Um, ya this is a problem for many.  I don't get your point.  Are you saying that we shouldn't complain or be upset by the changes because your SIL has a litany of food allergies and can't eat out?



> I wish that my SIL ended up having the options that the rest of you had.  While she is not gluten free or dairy free....she has many other allergies.  Some in this so called top 8 (don't know why that is so important).  And many many others that aren't.  The ones that aren't, are the ones that make it near impossible for her to eat out.



It certainly sounds like your SIL is rather the exception and not the rule when it comes to dining at Disney.  I do feel bad for her, that is a huge list to deal with and I can imagine being frustrated.  But you're coming across like we have nothing to complain about because we don't have her huge list.

The top 8 are very important, as the previous poster already said above.  Most food allergies fall into those 8.  Also, it is legally required to label all of the top 8 allergens.  See why it's important now?



> Im not sure how we are going to make out on our trip.  But it certainly won't stop us from going.  We will make the best of it.  It's her first time going to Disney.  And she is beyond excited.  A little nervous of the food.  Actually, a lot nervous.  BUT, we're going to see what they can do for her.  She doesn't have high expectations.  Because of how we live at home.  If Disney can come through for her, than fantastic.  If not, it will be no different than everyday life.  We will be ready though to go out and get food.  It will NOT spoil a vacation, and we wouldn't think of cancelling it.

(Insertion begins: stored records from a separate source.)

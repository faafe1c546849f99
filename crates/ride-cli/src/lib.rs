//! Ride dispatch ledger CLI library.
//!
//! This crate provides the CLI interface and fixture loading for the
//! dispatch ledger.

mod cli;
pub mod commands;
mod config;
pub mod fixtures;

pub use cli::{Cli, Commands};
pub use config::Config;
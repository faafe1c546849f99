//! Request command for assigning drivers to new trips.

use std::io::Write;

use anyhow::{Result, bail};
use chrono::Utc;
use clap::Args;

use crate::Config;
use crate::commands::util::{format_datetime, parse_datetime};
use crate::fixtures::load_dispatcher;

#[derive(Debug, Args)]
pub struct RequestArgs {
    /// Passenger requesting the trip.
    pub passenger_id: i64,

    /// Number of back-to-back requests to make in this run.
    #[arg(long, default_value_t = 1)]
    pub count: u32,

    /// Trip start time (RFC 3339). Defaults to now.
    #[arg(long)]
    pub at: Option<String>,
}

pub fn run<W: Write>(writer: &mut W, args: &RequestArgs, config: &Config) -> Result<()> {
    if args.count == 0 {
        bail!("count must be at least 1");
    }
    let at = args.at.as_deref().map(parse_datetime).transpose()?;

    let mut dispatcher = load_dispatcher(config)?;
    for _ in 0..args.count {
        let start_time = at.unwrap_or_else(Utc::now);
        let Some(trip) = dispatcher.request_trip_at(args.passenger_id, start_time)? else {
            writeln!(
                writer,
                "No driver available for passenger #{}",
                args.passenger_id
            )?;
            continue;
        };

        let (trip_id, driver_id, passenger_id, start) =
            (trip.id, trip.driver_id, trip.passenger_id, trip.start_time);
        let driver = dispatcher.find_driver(driver_id.get())?;
        writeln!(
            writer,
            "Trip #{trip_id}: driver #{driver_id} ({}) assigned to passenger #{passenger_id} at {}",
            driver.name,
            format_datetime(start)
        )?;
    }
    Ok(())
}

So you're going to go to Disney with SIL and if Disney can't accommodate her, you'll just buy all of your own food?  Are you staying offsite with a kitchen?  How are you planning to cook this food?



> I would love any suggestions on how she can eat.  She has a severe anaphylatic reaction to the following:  peanuts and any other kind of nut.  ALL fruit with the exception of pineapple, banana, oranges and watermelon.  Yes, ALL others.  No carrots.  No sweet potatoes.  No coconut or coconut oil.  No radishs.  No sunflower seeds/oil.  No pesto.  And some seasoning; cajun, nutmeg and all spice.



This is ironic.  You are asking us for suggestions when you basically insinuate that we shouldn't be complaining over the changes?  What can you do for your SIL?  Go ahead and email Special Diets and see.  Then you'll understand why alot of us are frustrated.  I'm serious.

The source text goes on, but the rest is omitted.